**Saved entries**
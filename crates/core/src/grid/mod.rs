mod layout;
mod shape;

pub use self::{
    layout::{
        ColumnsLayout, FlatLayout, Layout, Orientation, PointyLayout,
        RowsLayout,
    },
    shape::MapShape,
};

use crate::{
    grid::layout::{
        axial_to_columns, axial_to_rows, columns_to_axial, round_axial,
        rows_to_axial,
    },
    hex::{Hex, WorldPoint},
    GridConfig, HexError,
};
use log::debug;
use serde::{Deserialize, Serialize};
use validator::Validate;

/// The geometry engine. A grid is bound to a single [GridConfig] (tile size +
/// orientation), and from there can convert between hex and world space,
/// measure distances, enumerate neighbours, and generate map shapes.
///
/// A grid holds no mutable state, so it can be copied and shared freely.
/// Config can't be changed after creating a grid, but grids are very cheap to
/// create so if you need a different config, just create a new grid.
///
/// ```
/// use hexgrid::{Hex, HexGrid, Orientation};
///
/// let grid = HexGrid::with_size(1.0, Orientation::Pointy).unwrap();
/// let center = grid.to_world(Hex::new(1, 0));
/// assert_eq!(grid.to_hex(center.x, center.y), Hex::new(1, 0));
/// ```
///
/// A grid serializes as its [GridConfig]. Deserializing goes through
/// [HexGrid::new], so an invalid config is rejected there too.
#[derive(Copy, Clone, Debug, PartialEq, Serialize, Deserialize)]
#[serde(try_from = "GridConfig", into = "GridConfig")]
pub struct HexGrid {
    config: GridConfig,
}

impl TryFrom<GridConfig> for HexGrid {
    type Error = HexError;

    fn try_from(config: GridConfig) -> Result<Self, Self::Error> {
        Self::new(config)
    }
}

impl From<HexGrid> for GridConfig {
    fn from(grid: HexGrid) -> Self {
        grid.config
    }
}

impl HexGrid {
    /// Initialize a new grid with the given config. Returns an error if the
    /// config is invalid, i.e. the tile size isn't a finite, positive number.
    pub fn new(config: GridConfig) -> Result<Self, HexError> {
        config.validate()?;
        if !config.tile_size.is_finite() {
            return Err(HexError::NonFiniteTileSize(config.tile_size));
        }

        debug!("Created hex grid with config {:?}", config);
        Ok(Self { config })
    }

    /// Shorthand for [HexGrid::new]
    pub fn with_size(
        tile_size: f64,
        orientation: Orientation,
    ) -> Result<Self, HexError> {
        Self::new(GridConfig {
            tile_size,
            orientation,
        })
    }

    /// Get a reference to the config that this grid uses
    pub fn config(&self) -> &GridConfig {
        &self.config
    }

    pub fn tile_size(&self) -> f64 {
        self.config.tile_size
    }

    pub fn orientation(&self) -> Orientation {
        self.config.orientation
    }

    fn layout(&self) -> &'static dyn Layout {
        self.config.orientation.layout()
    }

    /// Find the tile that contains a world position. For offset orientations,
    /// the returned hex is in offset coordinates.
    pub fn to_hex(self, x: f64, y: f64) -> Hex {
        let layout = self.layout();
        let (col, row) = layout.world_to_axial(x, y, self.tile_size());
        layout.axial_to_layout(round_axial(col, row))
    }

    /// Same as [Self::to_hex], but for a [WorldPoint]
    pub fn point_to_hex(&self, point: WorldPoint) -> Hex {
        self.to_hex(point.x, point.y)
    }

    /// Get the world position of a tile's center. This is exact, no rounding
    /// is involved.
    pub fn to_world(self, hex: Hex) -> WorldPoint {
        self.layout().hex_to_world(hex, self.tile_size())
    }

    /// Squared straight-line distance between two tile centers, in world
    /// units. This depends on the orientation, since the same hex lands in a
    /// different spot for each one.
    pub fn distance_sqr(&self, a: Hex, b: Hex) -> f64 {
        self.to_world(a).distance_sqr(self.to_world(b))
    }

    /// Straight-line distance between two tile centers, in world units. For
    /// the number of tile steps between two hexes, see [Hex::hex_distance].
    pub fn distance(&self, a: Hex, b: Hex) -> f64 {
        self.distance_sqr(a, b).sqrt()
    }

    /// The fixed table of 6 neighbour deltas for this grid's orientation. The
    /// order never changes, so it's safe to index into positionally. For
    /// offset orientations this is the table for even rows/columns; use
    /// [Self::adjacents] to get the neighbours of a specific tile.
    pub fn neighbours(&self) -> &'static [Hex; 6] {
        self.layout().neighbours()
    }

    /// Get an iterator of all the tiles directly adjacent to this one, in the
    /// same order as [Self::neighbours]. The iterator will always contain
    /// exactly 6 values.
    pub fn adjacents(&self, hex: Hex) -> impl Iterator<Item = Hex> {
        self.layout()
            .neighbours_of(hex)
            .iter()
            .map(move |delta| hex + *delta)
    }

    /// Get one of the 12 extended neighbours of a tile. Indices 0-5 are the
    /// adjacent tiles, 6-11 are the second ring. See
    /// [EXTENDED_NEIGHBOURS](crate::EXTENDED_NEIGHBOURS) for the order.
    ///
    /// **Any index outside `0..12` returns the input hex unchanged.** Use
    /// [Self::try_get_neighbour] if you'd rather get an error.
    pub fn get_neighbour(hex: Hex, index: usize) -> Hex {
        hex.extended_neighbour(index).unwrap_or(hex)
    }

    /// Same as [Self::get_neighbour], but returns an error for an out of
    /// range index instead of the input hex
    pub fn try_get_neighbour(hex: Hex, index: usize) -> Result<Hex, HexError> {
        hex.extended_neighbour(index)
            .ok_or(HexError::NeighbourIndexOutOfRange(index))
    }

    /// Find where `other` sits in the extended neighbourhood of `center`.
    /// Returns the index that [Self::get_neighbour] would need to reach it,
    /// or `None` if it's not one of the 12 surrounding tiles. Offset
    /// coordinates are converted to axial before comparing, so this works
    /// for every orientation.
    pub fn neighbour_index(&self, center: Hex, other: Hex) -> Option<usize> {
        let layout = self.layout();
        layout
            .layout_to_axial(center)
            .neighbour_index(layout.layout_to_axial(other))
    }

    /// Convert pointy axial coordinates to odd-r offset coordinates. Only
    /// valid for pointy-topped grids ([Orientation::Pointy] or
    /// [Orientation::Rows]).
    pub fn axial_to_rows(&self, axial: Hex) -> Result<Hex, HexError> {
        self.require_pointy("row offset conversion")?;
        Ok(axial_to_rows(axial))
    }

    /// Convert odd-r offset coordinates back to pointy axial coordinates.
    /// Only valid for pointy-topped grids.
    pub fn rows_to_axial(&self, offset: Hex) -> Result<Hex, HexError> {
        self.require_pointy("row offset conversion")?;
        Ok(rows_to_axial(offset))
    }

    /// Convert flat axial coordinates to odd-q offset coordinates. Only valid
    /// for flat-topped grids ([Orientation::Flat] or [Orientation::Columns]).
    pub fn axial_to_columns(&self, axial: Hex) -> Result<Hex, HexError> {
        self.require_flat("column offset conversion")?;
        Ok(axial_to_columns(axial))
    }

    /// Convert odd-q offset coordinates back to flat axial coordinates. Only
    /// valid for flat-topped grids.
    pub fn columns_to_axial(&self, offset: Hex) -> Result<Hex, HexError> {
        self.require_flat("column offset conversion")?;
        Ok(columns_to_axial(offset))
    }

    fn require_pointy(&self, operation: &'static str) -> Result<(), HexError> {
        if self.orientation().is_flat_topped() {
            Err(HexError::IncompatibleOrientation {
                operation,
                expected: "pointy-topped",
                actual: self.orientation(),
            })
        } else {
            Ok(())
        }
    }

    fn require_flat(&self, operation: &'static str) -> Result<(), HexError> {
        if self.orientation().is_flat_topped() {
            Ok(())
        } else {
            Err(HexError::IncompatibleOrientation {
                operation,
                expected: "flat-topped",
                actual: self.orientation(),
            })
        }
    }
}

**Aim of the exercise**
Retrieve each line of the data in which the word "input" can be found.

**Answer for this exercise**
    /// **Any index outside `0..12` returns the input hex unchanged.** Use
    /// range index instead of the input hex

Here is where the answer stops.